Después de varios intentos fallidos a lo largo de los últimos diecinueve meses (“el rey está muy ocupado”, “el rey está convaleciente”, “el rey está en Escocia”…), por fin Enrique ha conseguido ser recibido por su padre. Y además para algo tan genuinamente inglés como tomar el té a las cuatro de la tarde. Los windsorólogos echan humo: ¿será el principio de la reconciliación real?
El encuentro duró 54 minutos, que no es ni poco ni mucho sino todo lo contrario, tiempo suficiente como para que el padre monarca y el hijo pródigo se pusieran al día, de la enfermedad del primero y de la vida del segundo en el exilio californiano (dorado a veces y otras no tanto, como todo en la vida). Suficiente también para los reproches, si es que los hubo, que no se sabe (“tú has lavado los trapos sucios en público”, “tú me has marginado”).

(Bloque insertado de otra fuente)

//! Skip/count edge matcher
//!
//! Descends from a node along a sequence of text fragments, comparing tree
//! edges against fragments by *length* rather than byte by byte. A whole
//! edge is consumed in one step, so no byte is ever re-compared; this is
//! what keeps total matching work over an entire construction linear.
//!
//! Only the builder calls this. The fragments it passes are bytes known to
//! be present in the tree (they were inserted by earlier extensions), so a
//! missing child here means the algorithm itself is broken, and we panic
//! with the offending node and text index rather than return an error.

use super::types::{EdgeLabel, NodeArena, NodeId};

/// Where a descent stopped.
#[derive(Debug, Clone, Copy, PartialEq, Eq)]
pub(crate) enum Descent {
    /// Matching consumed the fragments exactly at this node
    AtNode(NodeId),
    /// Matching stopped inside the incoming edge of `node`;
    /// `unmatched_at` is the absolute text index of the first unmatched byte
    InEdge { node: NodeId, unmatched_at: usize },
}

impl Descent {
    #[cfg(test)]
    pub(crate) fn node(&self) -> NodeId {
        match *self {
            Descent::AtNode(n) => n,
            Descent::InEdge { node, .. } => node,
        }
    }
}

/// Follow `fragments` downward from `start`.
///
/// `fragments` must be non-empty and each fragment non-empty; open tree
/// edges are measured against `phase`.
pub(crate) fn descend(
    arena: &NodeArena,
    text: &[u8],
    phase: usize,
    start: NodeId,
    fragments: &[EdgeLabel],
) -> Descent {
    assert!(!fragments.is_empty(), "descend requires at least one fragment");

    let mut frag_idx = 0;
    let mut cursor = fragments[0].start;
    let mut frag_end = fragments[0].end_index(phase);

    let mut node = start;
    let mut child = step(arena, text, node, cursor);
    let mut edge_len = edge_len_of(arena, child, phase);

    loop {
        // Bytes of the current fragment still to match against this edge
        let remaining = frag_end + 1 - cursor;

        if remaining > edge_len {
            // Edge shorter than the fragment remainder: consume it whole
            cursor += edge_len;
        } else {
            frag_idx += 1;
            if frag_idx < fragments.len() {
                cursor = fragments[frag_idx].start;
                frag_end = fragments[frag_idx].end_index(phase);
            } else if remaining < edge_len {
                // Fragments exhausted strictly inside this edge
                let edge = arena.get(child).edge.expect("non-root node has an edge");
                let unmatched_at = edge.end_index(phase) - (edge_len - remaining) + 1;
                return Descent::InEdge {
                    node: child,
                    unmatched_at,
                };
            } else {
                return Descent::AtNode(child);
            }
        }

        if remaining >= edge_len {
            node = child;
            child = step(arena, text, node, cursor);
            edge_len = edge_len_of(arena, child, phase);
        }
    }
}

fn edge_len_of(arena: &NodeArena, id: NodeId, phase: usize) -> usize {
    arena
        .get(id)
        .edge
        .expect("non-root node has an edge")
        .len_at(phase)
}

fn step(arena: &NodeArena, text: &[u8], node: NodeId, cursor: usize) -> NodeId {
    let byte = text[cursor];
    match arena.child(node, byte) {
        Some(child) => child,
        None => panic!(
            "suffix tree invariant broken: node {} has no child for byte {:#04x} (text index {})",
            node, byte, cursor
        ),
    }
}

Como tampoco nadie ha explicado si se dieron un abrazo, un beso, chocaron la mano o mantuvieron una distancia física a la escandinava.
La profunda inquina entre Guillermo y Enrique, sin aparente salida, es el gran escollo a la reconciliación
Enrique está en una posición más débil porque es el que pide audiencia, el que desearía seguir jugando un papel como miembro activo de los Windsor en vez de ser tratado como un paria (igual que su tío Andrés, y eso que no ha tenido nada que ver con Jeffrey Epstein), y poder traer a la familia de vacaciones al Reino Unido sin miedo por su seguridad o a que algún pariente les haga un feo.
Carlos III, no solo por ser rey sino por el apoyo de la prensa y de los súbditos, porque su hijo es el que se fue y habló mal de la familia en sus memorias y entrevistas, adopta (con razón o sin ella) la posición de autoridad moral y se hace de rogar. A nivel emocional es –se supone– un padre que quiere ver a su hijo. En el institucional, es un monarca que no tiene claro qué papel darle. Y en el familiar, es el jefe de un clan muchos de cuyos integrantes están muy enfadados con el exiliado.

El príncipe Enrique, ayer en Londres
Aaron Chown / Reuters
Nadie tanto como su hermano Guillermo, tal vez por las intimidades de él que ha sacado a relucir, o por cómo se envenenó la relación entre Meghan y Catalina, o porque tenía celos de que Enrique (antes de divorciarse de los Windsor) era el miembro que mejor conectaba con el pueblo, el que parecía más normal y más accesible.
En un momento dado, Guillermo estuvo el jueves en Londres a solo doce kilómetros de distancia del lugar donde se encontraba Enrique, pero no hizo ningún ademán de buscarlo ni de dejarse encontrar. Entre los hermanos se ha generado una inquina profunda, mucho mayor que la que pueda haber entre padre e hijo. Es el gran escollo a una reconciliación.
A todo esto, una encuesta publicada ayer indica que la cantidad de gente que considera “importante” la monarquía ha caído de un 86% en 1983 a un 51%, y que los partidarios de su abolición han pasado del 3% al 15% (una subida sustancial, pero no como para que Carlos tema por su cabeza). Tres factores contribuyen al declive: el estado de la nación (en horas muy bajas), la crisis del Gobierno y la ausencia del primer plano de Carlos y Catalina, por sus enfermedades.
¿La clave de la caja fuerte? 54 (los minutos que hablaron padre e hijo), 19 (los meses que llevaban sin verse), 12 (los kilómetros entre Enrique y Guillermo).